> [Problem to solve] Search the entries for the word "serde". Copy every line where it turns up.
BEGIN Provided information
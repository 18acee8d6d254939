// src/routing/anchor.rs

//! Connection anchors and snap lookup.

use std::fmt;
use std::str::FromStr;

use serde::Serialize;
use tracing::trace;

use crate::layout::geometry::{NodeBox, Point};
use crate::layout::nodes::NodeTable;
use crate::types::JobId;

/// One of the four fixed connection points on a node's bounding box.
#[derive(Debug, Clone, Copy, PartialEq, Eq, PartialOrd, Ord, Hash, Serialize)]
#[serde(rename_all = "lowercase")]
pub enum Anchor {
    Top,
    Bottom,
    Left,
    Right,
}

impl Anchor {
    /// Stable enumeration order used for snapping tie-breaks.
    pub const ALL: [Anchor; 4] = [Anchor::Top, Anchor::Bottom, Anchor::Left, Anchor::Right];

    /// Unit vector pointing away from the node through this anchor.
    pub fn outward(self) -> (f64, f64) {
        match self {
            Anchor::Top => (0.0, -1.0),
            Anchor::Bottom => (0.0, 1.0),
            Anchor::Left => (-1.0, 0.0),
            Anchor::Right => (1.0, 0.0),
        }
    }

    /// Whether the anchor sits on a horizontal edge (top / bottom).
    pub fn is_vertical(self) -> bool {
        matches!(self, Anchor::Top | Anchor::Bottom)
    }

    pub fn opposite(self) -> Anchor {
        match self {
            Anchor::Top => Anchor::Bottom,
            Anchor::Bottom => Anchor::Top,
            Anchor::Left => Anchor::Right,
            Anchor::Right => Anchor::Left,
        }
    }
}

impl fmt::Display for Anchor {
    fn fmt(&self, f: &mut fmt::Formatter<'_>) -> fmt::Result {
        let s = match self {
            Anchor::Top => "top",
            Anchor::Bottom => "bottom",
            Anchor::Left => "left",
            Anchor::Right => "right",
        };
        f.write_str(s)
    }
}

impl FromStr for Anchor {
    type Err = String;

    fn from_str(s: &str) -> Result<Self, Self::Err> {
        match s.trim().to_lowercase().as_str() {
            "top" => Ok(Anchor::Top),
            "bottom" => Ok(Anchor::Bottom),
            "left" => Ok(Anchor::Left),
            "right" => Ok(Anchor::Right),
            other => Err(format!(
                "invalid anchor: {other} (expected top, bottom, left or right)"
            )),
        }
    }
}

/// A specific anchor on a specific node.
#[derive(Debug, Clone, PartialEq, Eq, Hash, Serialize)]
pub struct AnchorRef {
    pub node: JobId,
    pub anchor: Anchor,
}

impl AnchorRef {
    pub fn new(node: impl Into<JobId>, anchor: Anchor) -> Self {
        Self {
            node: node.into(),
            anchor,
        }
    }
}

/// Absolute coordinate of `anchor` on `node`.
pub fn anchor_coordinate(node: &NodeBox, anchor: Anchor) -> Point {
    let (ox, oy) = anchor.outward();
    node.center
        .offset(ox * node.size.width / 2.0, oy * node.size.height / 2.0)
}

/// Nearest anchor to `pointer` strictly within `snap_radius`.
///
/// Nodes are scanned in ascending id order and anchors in [`Anchor::ALL`]
/// order; a later candidate only wins if it is strictly closer, so on ties
/// the first one found is returned. `exclude` skips the node the drag
/// started from.
pub fn find_nearest_anchor(
    nodes: &NodeTable,
    exclude: Option<&str>,
    pointer: Point,
    snap_radius: f64,
) -> Option<AnchorRef> {
    let mut best: Option<(f64, AnchorRef)> = None;

    for (id, node) in nodes.iter() {
        if exclude == Some(id) {
            continue;
        }
        for anchor in Anchor::ALL {
            let distance = anchor_coordinate(node, anchor).distance_to(pointer);
            if distance >= snap_radius {
                continue;
            }
            let closer = best.as_ref().is_none_or(|(d, _)| distance < *d);
            if closer {
                best = Some((distance, AnchorRef::new(id, anchor)));
            }
        }
    }

    if let Some((distance, found)) = &best {
        trace!(node = %found.node, anchor = %found.anchor, distance, "snap candidate");
    }
    best.map(|(_, found)| found)
}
END Provided information
> [Result]
use serde::Serialize;
#[serde(rename_all = "lowercase")]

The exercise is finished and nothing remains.